- [Listed records]:
....

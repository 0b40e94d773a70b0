//! Integration Test: Core Isolation from Terminal Concerns
//!
//! **Policy**: `sage-core` MUST NOT depend on or reference terminal crates.
//! Session, chat, and provider logic stay headless so any surface (TUI
//! today, others later) can reuse them unchanged.
//!
//! The check covers both the core manifest and every core source file.

use std::fs;
use std::path::{Path, PathBuf};

/// Terminal-only crates that must never appear in core
const FORBIDDEN_IN_CORE: &[&str] = &["ratatui", "crossterm"];

/// Test that sage-core has no terminal dependencies
#[test]
fn test_core_has_no_terminal_dependencies() {
    let root = workspace_root();
    let mut violations = Vec::new();

    let manifest = root.join("core/Cargo.toml");
    assert!(
        manifest.exists(),
        "expected the core manifest at {}",
        manifest.display()
    );
    check_manifest(&manifest, &mut violations);

    let sources = root.join("core/src");
    assert!(
        sources.exists(),
        "expected the core sources at {}",
        sources.display()
    );
    check_sources(&sources, &mut violations);

    if !violations.is_empty() {
        eprintln!("\n❌ Terminal dependencies found in sage-core!");
        eprintln!("Core must stay headless so other surfaces can reuse it.\n");

        for violation in &violations {
            eprintln!("  ❌ {}", violation);
        }

        eprintln!("\n✅ Terminal code belongs under tui/ only.");

        panic!(
            "\nFound {} terminal dependency violation(s) in sage-core.\nFix these before merging!",
            violations.len()
        );
    }
}

/// Resolve the workspace root relative to this package
fn workspace_root() -> PathBuf {
    Path::new(env!("CARGO_MANIFEST_DIR")).join("../..")
}

/// Check the core manifest for forbidden dependency entries
fn check_manifest(path: &Path, violations: &mut Vec<String>) {
    let content = match fs::read_to_string(path) {
        Ok(c) => c,
        Err(_) => return,
    };

    for (idx, line) in content.lines().enumerate() {
        if let Some(name) = forbidden_in(line) {
            violations.push(format!(
                "{}:{} - Terminal crate '{}': {}",
                path.display(),
                idx + 1,
                name,
                line.trim()
            ));
        }
    }
}

/// Check every core source file for forbidden crate references
fn check_sources(dir: &Path, violations: &mut Vec<String>) {
    for entry in walkdir::WalkDir::new(dir)
        .into_iter()
        .filter_map(|e| e.ok())
    {
        if entry.path().extension().and_then(|s| s.to_str()) == Some("rs") {
            check_file(entry.path(), violations);
        }
    }
}

fn check_file(path: &Path, violations: &mut Vec<String>) {
    let content = match fs::read_to_string(path) {
        Ok(c) => c,
        Err(_) => return,
    };

    for (idx, line) in content.lines().enumerate() {
        if let Some(name) = forbidden_in(line) {
            violations.push(format!(
                "{}:{} - Terminal crate '{}': {}",
                path.display(),
                idx + 1,
                name,
                line.trim()
            ));
        }
    }
}

/// The forbidden crate referenced by `line`, if any. Comments are ignored.
fn forbidden_in(line: &str) -> Option<&'static str> {
    let code = line.split("//").next().unwrap_or(line);
    if code.trim_start().starts_with('#') {
        return None;
    }
    FORBIDDEN_IN_CORE
        .iter()
        .copied()
        .find(|name| code.contains(*name))
}

#[cfg(test)]
mod tests {
    use super::*;

    #[test]
    fn test_detects_use_statement() {
        assert_eq!(
            forbidden_in("use ratatui::style::Color;"),
            Some("ratatui"),
            "Should detect a terminal crate import"
        );
        assert_eq!(
            forbidden_in("use crossterm::event::KeyCode;"),
            Some("crossterm"),
            "Should detect an event crate import"
        );
    }

    #[test]
    fn test_detects_manifest_entry() {
        assert_eq!(forbidden_in("ratatui = \"0.29\""), Some("ratatui"));
    }

    #[test]
    fn test_ignores_comments() {
        assert_eq!(forbidden_in("// ratatui stays out of core"), None);
        assert_eq!(forbidden_in("# crossterm belongs to the tui"), None);
    }

    #[test]
    fn test_accepts_clean_code() {
        assert_eq!(forbidden_in("use tokio::sync::mpsc;"), None);
    }
}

....

- [What this task involves]: Those lines above that contain the string "expected" should be returned.

- [Solved problem]:
        "expected the core manifest at {}",
        "expected the core sources at {}",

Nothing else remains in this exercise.